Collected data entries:
··········

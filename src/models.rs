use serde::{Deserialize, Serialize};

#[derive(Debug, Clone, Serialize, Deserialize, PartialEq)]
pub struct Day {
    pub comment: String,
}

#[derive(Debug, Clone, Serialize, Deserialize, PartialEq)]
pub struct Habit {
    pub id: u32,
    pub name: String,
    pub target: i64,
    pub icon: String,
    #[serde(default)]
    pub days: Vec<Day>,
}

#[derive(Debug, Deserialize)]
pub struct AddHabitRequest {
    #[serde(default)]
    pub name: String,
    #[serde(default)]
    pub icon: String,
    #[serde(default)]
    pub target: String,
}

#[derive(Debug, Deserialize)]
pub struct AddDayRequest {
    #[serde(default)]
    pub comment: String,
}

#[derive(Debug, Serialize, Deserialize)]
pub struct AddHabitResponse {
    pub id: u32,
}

··········

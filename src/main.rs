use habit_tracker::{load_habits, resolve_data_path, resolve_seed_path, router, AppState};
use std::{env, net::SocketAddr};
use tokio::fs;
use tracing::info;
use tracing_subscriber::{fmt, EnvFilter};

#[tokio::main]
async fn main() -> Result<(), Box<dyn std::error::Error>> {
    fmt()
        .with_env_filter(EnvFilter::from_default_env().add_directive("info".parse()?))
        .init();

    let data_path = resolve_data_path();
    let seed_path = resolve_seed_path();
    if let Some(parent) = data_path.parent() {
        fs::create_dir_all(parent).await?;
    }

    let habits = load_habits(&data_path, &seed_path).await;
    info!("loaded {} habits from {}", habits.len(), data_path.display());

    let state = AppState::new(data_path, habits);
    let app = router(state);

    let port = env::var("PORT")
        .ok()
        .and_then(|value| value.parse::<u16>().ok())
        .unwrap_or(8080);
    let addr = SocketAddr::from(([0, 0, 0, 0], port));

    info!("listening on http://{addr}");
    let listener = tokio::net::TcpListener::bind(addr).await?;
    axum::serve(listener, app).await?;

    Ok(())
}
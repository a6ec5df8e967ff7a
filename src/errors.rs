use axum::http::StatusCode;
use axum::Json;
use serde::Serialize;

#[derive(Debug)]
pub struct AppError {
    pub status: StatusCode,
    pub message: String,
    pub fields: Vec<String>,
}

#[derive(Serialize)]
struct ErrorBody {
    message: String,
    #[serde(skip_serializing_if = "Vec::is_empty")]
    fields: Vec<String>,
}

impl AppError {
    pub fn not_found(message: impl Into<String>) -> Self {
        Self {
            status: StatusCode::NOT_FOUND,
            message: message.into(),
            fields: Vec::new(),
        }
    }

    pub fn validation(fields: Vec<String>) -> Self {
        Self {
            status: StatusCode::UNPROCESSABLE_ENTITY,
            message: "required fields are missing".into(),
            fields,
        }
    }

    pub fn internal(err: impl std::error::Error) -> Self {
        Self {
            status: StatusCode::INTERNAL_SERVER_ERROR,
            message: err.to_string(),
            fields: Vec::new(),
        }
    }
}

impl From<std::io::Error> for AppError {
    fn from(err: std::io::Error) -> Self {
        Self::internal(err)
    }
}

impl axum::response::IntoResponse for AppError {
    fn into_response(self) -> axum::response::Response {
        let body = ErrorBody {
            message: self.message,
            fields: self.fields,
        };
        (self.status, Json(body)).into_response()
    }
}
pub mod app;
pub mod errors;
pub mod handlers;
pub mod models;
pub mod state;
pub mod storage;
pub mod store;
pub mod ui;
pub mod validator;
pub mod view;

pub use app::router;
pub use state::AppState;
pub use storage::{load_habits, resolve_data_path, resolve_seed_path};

··········

:: EXERCISE GOAL ::
Some lines in the records above contain "main". Count them and give the number only.

:: SOLUTION FOR THIS TASK ::
3